Daughter in Law is a newly wed bride. So this colourful space is the newly wed bride’s house. In India, most marriages are arranged marriages, still today. Imagine that you grew up at home with mum and dad, you had your life, your own room, your own stuff. You turn 19 or 20, you get married and the next day you have to go and live in someone else’s house. People don’t know what a nervous wreck that can cause. You’ve left the comfort of your own house and then you’ve got a mother-in-law and father-in-law and a husband and you have to please those people.

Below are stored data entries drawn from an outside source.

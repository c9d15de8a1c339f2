//! Transcoder for EUC-KR (KS X 1001) with the CP949 extended-hangul region
//! and Hangul Jamo composition.

use crate::internal::lookup_table::{CompressedTable, ReverseTable};
use crate::internal::tables;
use crate::internal::utf8::{self, BadCharMode};
use crate::internal::utils;

// The 2350 precomposed hangul sit at cells 1410 to 3759 of KS X 1001,
// stored as one sorted dense block.
const HANGUL_BLOCK_START: u16 = 1410;

/// Decodes EUC-KR, including the CP949 extensions and eight-byte Hangul
/// Jamo sequences.
///
pub(crate) fn euc_kr_to_utf8(
  text: &[u8],
  out: &mut Vec<u8>,
  mode: BadCharMode,
) -> usize {
  let table = CompressedTable::new(tables::KS_X_1001);
  let hangul = table.block(HANGUL_BLOCK_START).unwrap_or(&[]);

  let mut errpos = None;
  let mut pos = 0;
  while pos < text.len() {
    let lastpos = pos;
    let mut code = 0xFFFDu32;
    let x = text[pos] as u16;
    pos += 1;

    if x <= 0x7F {
      code = x as u32;
    } else if (0x81..0xFF).contains(&x) && pos < text.len() {
      let y = text[pos] as u16;
      if x >= 0xA1 && (0xA1..0xFF).contains(&y) {
        code = table.get((x - 0xA1) * 94 + (y - 0xA1)) as u32;
        pos += 1;

        // look for hangul written as an eight-byte jamo sequence, which
        // starts with the 0xA4 0xD4 filler
        if x == 0xA4 && y == 0xD4 && text.len() - pos >= 6 {
          code = decode_jamo_sequence(text, &mut pos, hangul, out, code);
        }
      } else if (0x41..=0x5A).contains(&y)
        || (0x61..=0x7A).contains(&y)
        || (0x81..0xFF).contains(&y)
      {
        // possibly a CP949 extended hangul
        let a = x - 0x81;
        let mut b = y - 0x41;
        if b >= 26 {
          b -= 6;
          if b >= 52 {
            b -= 6;
          }
        }
        let a = if a < 32 { a * 178 + b } else { a * 84 + b + 3008 };
        if a < 8822 {
          code = table.get(a + 8836) as u32;
          pos += 1;
        }
      }
    }

    if code == 0xFFFD {
      utf8::append_bad_chars(&text[lastpos..pos], out, mode);
      errpos = errpos.or(Some(lastpos));
    } else {
      utf8::append_code_point(code, out);
    }
  }

  errpos.unwrap_or(pos)
}

/// Handles the six bytes that follow an 0xA4 0xD4 filler: a (leading
/// consonant, vowel, trailing consonant) triple of compatibility jamo.
/// Returns the final code point to emit, writing any preceding ones
/// straight to the output.
///
fn decode_jamo_sequence(
  text: &[u8],
  pos: &mut usize,
  hangul: &[u16],
  out: &mut Vec<u8>,
  filler_code: u32,
) -> u32 {
  // leading consonant code to jamo index, and the same for trailing
  static TABLE_L: [u8; 52] = [
    1, 2, 0, 3, 0, 0, 4, 5, 6, 0, 0, 0, 0, 0, 0, 0, 7, 8, 9, 0, 10, 11, 12,
    13, 14, 15, 16, 17, 18, 19, 0, 0, 0, 0, 0, 0, 0, 0, 0, 0, 0, 0, 0, 0, 0,
    0, 0, 0, 0, 0, 0, 20,
  ];
  static TABLE_T: [u8; 52] = [
    2, 3, 4, 5, 6, 7, 8, 0, 9, 10, 11, 12, 13, 14, 15, 16, 17, 18, 0, 19,
    20, 21, 22, 23, 0, 24, 25, 26, 27, 28, 0, 0, 0, 0, 0, 0, 0, 0, 0, 0, 0,
    0, 0, 0, 0, 0, 0, 0, 0, 0, 0, 1,
  ];

  let i = *pos;
  if text[i] != 0xA4
    || text[i + 1] < 0xA1
    || text[i + 2] != 0xA4
    || text[i + 3] < 0xA1
    || text[i + 4] != 0xA4
    || text[i + 5] < 0xA1
  {
    return filler_code;
  }

  let y1 = text[i + 1] as u16;
  let y2 = text[i + 3] as u16;
  let y3 = text[i + 5] as u16;
  if !((0xA1..=0xD4).contains(&y1) && TABLE_L[(y1 - 0xA1) as usize] != 0)
    || !(0xBF..=0xD4).contains(&y2)
    || !((0xA1..=0xD4).contains(&y3) && TABLE_T[(y3 - 0xA1) as usize] != 0)
  {
    return filler_code;
  }

  *pos += 6;
  let l = (TABLE_L[(y1 - 0xA1) as usize] - 1) as u32;
  let v = (y2 - 0xBF) as u32;
  let t = (TABLE_T[(y3 - 0xA1) as usize] - 1) as u32;

  if l < 19 && v < 21 {
    // compose the precomposed syllable
    let code = 0xAC00 + (l * 21 + v) * 28 + t;
    if hangul.binary_search(&(code as u16)).is_ok() {
      // a syllable present in KS X 1001 must keep its compatibility-jamo
      // spelling so that it round-trips back to the same bytes
      utf8::append_code_point(0x3164, out);
      utf8::append_code_point(0x3090 + y1 as u32, out);
      utf8::append_code_point(0x3090 + y2 as u32, out);
      0x3090 + y3 as u32
    } else {
      code
    }
  } else if l < 19 || v < 21 || t > 0 {
    // decomposed hangul with fillers
    let code = if l < 19 { 0x1100 + l } else { 0x115F };
    utf8::append_code_point(code, out);
    let code = if v < 21 { 0x1161 + v } else { 0x1160 };
    if t > 0 {
      utf8::append_code_point(code, out);
      0x11A7 + t
    } else {
      code
    }
  } else {
    // every component is a filler; no syllable can be formed
    utf8::append_code_point(0x3164, out);
    utf8::append_code_point(0x3164, out);
    utf8::append_code_point(0x3164, out);
    0x3164
  }
}

/// Encodes UTF-8 as EUC-KR. Hangul syllables outside KS X 1001 are written
/// as eight-byte jamo sequences.
///
pub(crate) fn utf8_to_euc_kr(text: &[u8], out: &mut Vec<u8>) -> usize {
  let table = ReverseTable::new(tables::KS_X_1001_R);

  // jamo index to trail byte offset for the leading consonant
  static TABLE_L: [u8; 19] =
    [0, 1, 3, 6, 7, 8, 16, 17, 18, 20, 21, 22, 23, 24, 25, 26, 27, 28, 29];
  // and for the trailing consonant
  static TABLE_T: [u8; 28] = [
    51, 0, 1, 2, 3, 4, 5, 6, 8, 9, 10, 11, 12, 13, 14, 15, 16, 17, 19, 20,
    21, 22, 23, 25, 26, 27, 28, 29,
  ];

  let mut errpos = None;
  let mut pos = 0;
  while pos < text.len() {
    let lastpos = pos;
    let code = utf8::next_code_point(text, &mut pos);
    if code < 0x80 {
      out.push(code as u8);
      continue;
    } else {
      let t = table.get(code);
      if t < 8836 {
        out.push(0xA1 + (t / 94) as u8);
        out.push(0xA1 + (t % 94) as u8);
        continue;
      } else if (0xAC00..=0xD7A3).contains(&code) {
        // a syllable missing from KS X 1001: write the jamo sequence
        let z = code - 0xAC00;
        let t = z % 28;
        let z = z / 28;
        let v = z % 21;
        let l = z / 21;
        out.push(0xA4);
        out.push(0xD4);
        out.push(0xA4);
        out.push(0xA1 + TABLE_L[l as usize]);
        out.push(0xA4);
        out.push(0xBF + v as u8);
        out.push(0xA4);
        out.push(0xA1 + TABLE_T[t as usize]);
        continue;
      }
    }

    if !utils::last_chance_conversion(text, lastpos, out) {
      errpos = errpos.or(Some(lastpos));
    }
  }

  errpos.unwrap_or(pos)
}

#[cfg(test)]
mod tests {
  use super::*;
  use crate::internal::utf8::into_string;

  fn decode(text: &[u8]) -> (String, usize) {
    let mut out = Vec::new();
    let err = euc_kr_to_utf8(text, &mut out, BadCharMode::Replace);
    (into_string(out), err)
  }

  fn encode(text: &str) -> (Vec<u8>, usize) {
    let mut out = Vec::new();
    let err = utf8_to_euc_kr(text.as_bytes(), &mut out);
    (out, err)
  }

  #[test]
  fn euc_kr_round_trip_test() {
    assert_eq!(
      decode(&[0xB1, 0xE8, 0xC8, 0xF1, 0xC1, 0xDF]),
      ("김희중".to_string(), 6)
    );
    assert_eq!(
      encode("김희중"),
      (vec![0xB1, 0xE8, 0xC8, 0xF1, 0xC1, 0xDF], 9)
    );
  }

  #[test]
  fn cp949_extension_test() {
    // U+B980 is absent from KS X 1001 but present in CP949
    assert_eq!(decode(&[0x90, 0x63]), ("\u{B980}".to_string(), 2));
  }

  #[test]
  fn jamo_composition_test() {
    // (leading kiyeok, vowel a, no trailing) composes to U+AC00, but that
    // syllable is in KS X 1001, so the compatibility spelling is kept
    let sequence = [0xA4, 0xD4, 0xA4, 0xA1, 0xA4, 0xBF, 0xA4, 0xD4];
    assert_eq!(
      decode(&sequence),
      ("\u{3164}\u{3131}\u{314F}\u{3164}".to_string(), 8)
    );

    // a syllable absent from KS X 1001 round-trips through its jamo
    // sequence
    let (encoded, err) = encode("\u{AC0B}");
    assert_eq!(err, 3);
    assert_eq!(encoded, [0xA4, 0xD4, 0xA4, 0xA1, 0xA4, 0xBF, 0xA4, 0xAC]);

    let (decoded, err) = decode(&encoded);
    assert_eq!(decoded, "\u{AC0B}");
    assert_eq!(err, 8);
  }

  #[test]
  fn jamo_filler_test() {
    // leading filler with a real vowel produces a decomposed vowel with
    // the U+115F leading filler
    let sequence = [0xA4, 0xD4, 0xA4, 0xD4, 0xA4, 0xBF, 0xA4, 0xD4];
    assert_eq!(decode(&sequence), ("\u{115F}\u{1161}".to_string(), 8));

    // all fillers cannot compose at all
    let sequence = [0xA4, 0xD4, 0xA4, 0xD4, 0xA4, 0xD4, 0xA4, 0xD4];
    assert_eq!(decode(&sequence), ("\u{3164}".repeat(4), 8));
  }

  #[test]
  fn truncated_sequence_test() {
    assert_eq!(decode(&[0x41, 0xB1]), ("A\u{FFFD}".to_string(), 1));
  }
}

It happened to my mum, it happened to all those women. When my mum was growing up, my grandmother trained her so that she could cook for her husband when she married. She knew how to cook perfectly. She married my dad and went to his family’s house. In my dad’s house, his mum is the boss, the mother-in-law. To show her ego and power, she said to my mum, no no, we don’t make dahl this way, we make it our way. And my dad doesn’t like the dahl my mother cooks because he has eaten his mother’s dahl his whole life. So my mum then has to retrain herself over the next two or three years to be the way they like it.
So, this space is dedicated to that character and to honour daughters-in-law. She is someone’s daughter, someone’s sister. The daughter-in-law is strong, she’s educated, she’s telling the mother-in-law, I know you want me to do it your way, but I’m going to do my own thing. She is breaking taboos. That’s why we are having fun and doing oysters, scallop ceviche, steak, ribs and doing cool, fun things. It’s not Indian, but I don’t live in India, I live in Australia. This is the food I eat. I do eat dahl but I eat oysters and steak. That’s what I try to create here.